• Task description
All of the records must come back exactly as they were given.

Collected data:
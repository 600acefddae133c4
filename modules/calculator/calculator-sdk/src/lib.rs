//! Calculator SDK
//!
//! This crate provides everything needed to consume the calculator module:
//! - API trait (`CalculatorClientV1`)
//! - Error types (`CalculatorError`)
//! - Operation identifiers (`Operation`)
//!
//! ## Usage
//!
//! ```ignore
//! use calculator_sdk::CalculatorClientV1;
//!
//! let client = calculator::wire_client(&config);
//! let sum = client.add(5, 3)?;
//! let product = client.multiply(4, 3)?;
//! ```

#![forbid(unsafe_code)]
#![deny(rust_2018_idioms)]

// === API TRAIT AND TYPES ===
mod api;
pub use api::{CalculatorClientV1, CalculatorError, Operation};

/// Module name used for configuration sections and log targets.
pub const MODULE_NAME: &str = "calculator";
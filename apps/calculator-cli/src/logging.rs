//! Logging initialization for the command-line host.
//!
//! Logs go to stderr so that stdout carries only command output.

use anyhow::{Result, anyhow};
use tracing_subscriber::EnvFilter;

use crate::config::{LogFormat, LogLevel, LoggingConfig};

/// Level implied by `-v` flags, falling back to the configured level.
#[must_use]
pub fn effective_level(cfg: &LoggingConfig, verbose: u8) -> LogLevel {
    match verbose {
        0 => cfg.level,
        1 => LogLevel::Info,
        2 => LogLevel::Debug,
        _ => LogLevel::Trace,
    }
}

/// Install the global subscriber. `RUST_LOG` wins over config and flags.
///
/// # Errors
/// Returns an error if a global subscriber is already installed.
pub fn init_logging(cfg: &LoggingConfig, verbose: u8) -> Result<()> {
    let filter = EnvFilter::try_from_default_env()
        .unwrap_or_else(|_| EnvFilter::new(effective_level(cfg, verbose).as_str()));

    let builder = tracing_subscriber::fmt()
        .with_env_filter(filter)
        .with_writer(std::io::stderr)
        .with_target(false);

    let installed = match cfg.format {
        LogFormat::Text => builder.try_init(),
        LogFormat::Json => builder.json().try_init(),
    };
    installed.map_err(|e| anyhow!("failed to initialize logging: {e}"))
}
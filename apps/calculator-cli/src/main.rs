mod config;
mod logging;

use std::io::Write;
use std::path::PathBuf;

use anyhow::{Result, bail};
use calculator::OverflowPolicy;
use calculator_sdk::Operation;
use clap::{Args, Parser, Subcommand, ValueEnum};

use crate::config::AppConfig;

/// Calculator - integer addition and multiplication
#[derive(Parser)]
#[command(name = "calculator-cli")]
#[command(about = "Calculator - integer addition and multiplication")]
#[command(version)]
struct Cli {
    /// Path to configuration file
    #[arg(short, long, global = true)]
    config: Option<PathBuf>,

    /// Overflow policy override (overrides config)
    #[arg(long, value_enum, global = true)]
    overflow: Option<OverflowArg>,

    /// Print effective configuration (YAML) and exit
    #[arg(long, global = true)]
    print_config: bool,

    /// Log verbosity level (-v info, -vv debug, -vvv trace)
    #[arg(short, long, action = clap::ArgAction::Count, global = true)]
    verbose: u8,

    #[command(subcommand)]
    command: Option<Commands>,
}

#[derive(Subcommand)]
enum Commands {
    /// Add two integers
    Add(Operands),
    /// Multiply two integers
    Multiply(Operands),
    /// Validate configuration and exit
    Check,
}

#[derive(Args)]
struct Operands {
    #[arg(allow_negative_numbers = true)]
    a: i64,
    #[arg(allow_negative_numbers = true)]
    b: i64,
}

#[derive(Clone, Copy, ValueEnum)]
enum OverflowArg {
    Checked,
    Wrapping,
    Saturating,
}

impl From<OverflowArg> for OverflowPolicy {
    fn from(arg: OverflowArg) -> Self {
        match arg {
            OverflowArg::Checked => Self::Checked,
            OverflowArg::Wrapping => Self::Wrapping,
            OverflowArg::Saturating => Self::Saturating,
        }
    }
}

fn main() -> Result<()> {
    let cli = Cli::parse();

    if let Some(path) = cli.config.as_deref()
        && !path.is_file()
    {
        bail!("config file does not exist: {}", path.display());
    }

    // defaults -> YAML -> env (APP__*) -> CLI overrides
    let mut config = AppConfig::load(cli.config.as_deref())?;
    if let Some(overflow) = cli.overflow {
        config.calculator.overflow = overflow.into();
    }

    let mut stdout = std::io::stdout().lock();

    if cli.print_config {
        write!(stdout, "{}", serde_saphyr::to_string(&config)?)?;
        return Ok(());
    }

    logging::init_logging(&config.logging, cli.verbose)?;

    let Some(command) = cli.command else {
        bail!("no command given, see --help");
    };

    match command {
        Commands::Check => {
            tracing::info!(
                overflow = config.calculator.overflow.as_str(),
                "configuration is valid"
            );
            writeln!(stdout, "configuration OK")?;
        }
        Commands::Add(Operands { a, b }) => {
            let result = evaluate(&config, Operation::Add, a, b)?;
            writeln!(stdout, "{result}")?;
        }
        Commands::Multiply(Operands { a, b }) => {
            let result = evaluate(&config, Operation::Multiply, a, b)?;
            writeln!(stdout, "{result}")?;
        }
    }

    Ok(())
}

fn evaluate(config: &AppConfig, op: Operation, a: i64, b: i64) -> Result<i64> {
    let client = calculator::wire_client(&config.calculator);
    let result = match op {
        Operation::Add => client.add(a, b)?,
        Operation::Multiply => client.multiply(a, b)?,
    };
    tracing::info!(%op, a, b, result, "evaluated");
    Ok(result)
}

• Reply to the task
repository 600acefddae133c4
filename modules/calculator/calculator-sdk/src/lib.rs
//! Calculator SDK
//!
//! This crate provides everything needed to consume the calculator module:
//! - API trait (`CalculatorClientV1`)
//! - Error types (`CalculatorError`)
//! - Operation identifiers (`Operation`)
//!
//! ## Usage
//!
//! ```ignore
//! use calculator_sdk::CalculatorClientV1;
//!
//! let client = calculator::wire_client(&config);
//! let sum = client.add(5, 3)?;
//! let product = client.multiply(4, 3)?;
//! ```

#![forbid(unsafe_code)]
#![deny(rust_2018_idioms)]

// === API TRAIT AND TYPES ===
mod api;
pub use api::{CalculatorClientV1, CalculatorError, Operation};

/// Module name used for configuration sections and log targets.
pub const MODULE_NAME: &str = "calculator";
filename apps/calculator-cli/src/logging.rs
//! Logging initialization for the command-line host.
//!
//! Logs go to stderr so that stdout carries only command output.

use anyhow::{Result, anyhow};
use tracing_subscriber::EnvFilter;

use crate::config::{LogFormat, LogLevel, LoggingConfig};

/// Level implied by `-v` flags, falling back to the configured level.
#[must_use]
pub fn effective_level(cfg: &LoggingConfig, verbose: u8) -> LogLevel {
    match verbose {
        0 => cfg.level,
        1 => LogLevel::Info,
        2 => LogLevel::Debug,
        _ => LogLevel::Trace,
    }
}

/// Install the global subscriber. `RUST_LOG` wins over config and flags.
///
/// # Errors
/// Returns an error if a global subscriber is already installed.
pub fn init_logging(cfg: &LoggingConfig, verbose: u8) -> Result<()> {
    let filter = EnvFilter::try_from_default_env()
        .unwrap_or_else(|_| EnvFilter::new(effective_level(cfg, verbose).as_str()));

    let builder = tracing_subscriber::fmt()
        .with_env_filter(filter)
        .with_writer(std::io::stderr)
        .with_target(false);

    let installed = match cfg.format {
        LogFormat::Text => builder.try_init(),
        LogFormat::Json => builder.json().try_init(),
    };
    installed.map_err(|e| anyhow!("failed to initialize logging: {e}"))
}
filename apps/calculator-cli/src/main.rs
mod config;
mod logging;

use std::io::Write;
use std::path::PathBuf;

use anyhow::{Result, bail};
use calculator::OverflowPolicy;
use calculator_sdk::Operation;
use clap::{Args, Parser, Subcommand, ValueEnum};

use crate::config::AppConfig;

/// Calculator - integer addition and multiplication
#[derive(Parser)]
#[command(name = "calculator-cli")]
#[command(about = "Calculator - integer addition and multiplication")]
#[command(version)]
struct Cli {
    /// Path to configuration file
    #[arg(short, long, global = true)]
    config: Option<PathBuf>,

    /// Overflow policy override (overrides config)
    #[arg(long, value_enum, global = true)]
    overflow: Option<OverflowArg>,

    /// Print effective configuration (YAML) and exit
    #[arg(long, global = true)]
    print_config: bool,

    /// Log verbosity level (-v info, -vv debug, -vvv trace)
    #[arg(short, long, action = clap::ArgAction::Count, global = true)]
    verbose: u8,

    #[command(subcommand)]
    command: Option<Commands>,
}

#[derive(Subcommand)]
enum Commands {
    /// Add two integers
    Add(Operands),
    /// Multiply two integers
    Multiply(Operands),
    /// Validate configuration and exit
    Check,
}

#[derive(Args)]
struct Operands {
    #[arg(allow_negative_numbers = true)]
    a: i64,
    #[arg(allow_negative_numbers = true)]
    b: i64,
}

#[derive(Clone, Copy, ValueEnum)]
enum OverflowArg {
    Checked,
    Wrapping,
    Saturating,
}

impl From<OverflowArg> for OverflowPolicy {
    fn from(arg: OverflowArg) -> Self {
        match arg {
            OverflowArg::Checked => Self::Checked,
            OverflowArg::Wrapping => Self::Wrapping,
            OverflowArg::Saturating => Self::Saturating,
        }
    }
}

fn main() -> Result<()> {
    let cli = Cli::parse();

    if let Some(path) = cli.config.as_deref()
        && !path.is_file()
    {
        bail!("config file does not exist: {}", path.display());
    }

    // defaults -> YAML -> env (APP__*) -> CLI overrides
    let mut config = AppConfig::load(cli.config.as_deref())?;
    if let Some(overflow) = cli.overflow {
        config.calculator.overflow = overflow.into();
    }

    let mut stdout = std::io::stdout().lock();

    if cli.print_config {
        write!(stdout, "{}", serde_saphyr::to_string(&config)?)?;
        return Ok(());
    }

    logging::init_logging(&config.logging, cli.verbose)?;

    let Some(command) = cli.command else {
        bail!("no command given, see --help");
    };

    match command {
        Commands::Check => {
            tracing::info!(
                overflow = config.calculator.overflow.as_str(),
                "configuration is valid"
            );
            writeln!(stdout, "configuration OK")?;
        }
        Commands::Add(Operands { a, b }) => {
            let result = evaluate(&config, Operation::Add, a, b)?;
            writeln!(stdout, "{result}")?;
        }
        Commands::Multiply(Operands { a, b }) => {
            let result = evaluate(&config, Operation::Multiply, a, b)?;
            writeln!(stdout, "{result}")?;
        }
    }

    Ok(())
}

fn evaluate(config: &AppConfig, op: Operation, a: i64, b: i64) -> Result<i64> {
    let client = calculator::wire_client(&config.calculator);
    let result = match op {
        Operation::Add => client.add(a, b)?,
        Operation::Multiply => client.multiply(a, b)?,
    };
    tracing::info!(%op, a, b, result, "evaluated");
    Ok(result)
}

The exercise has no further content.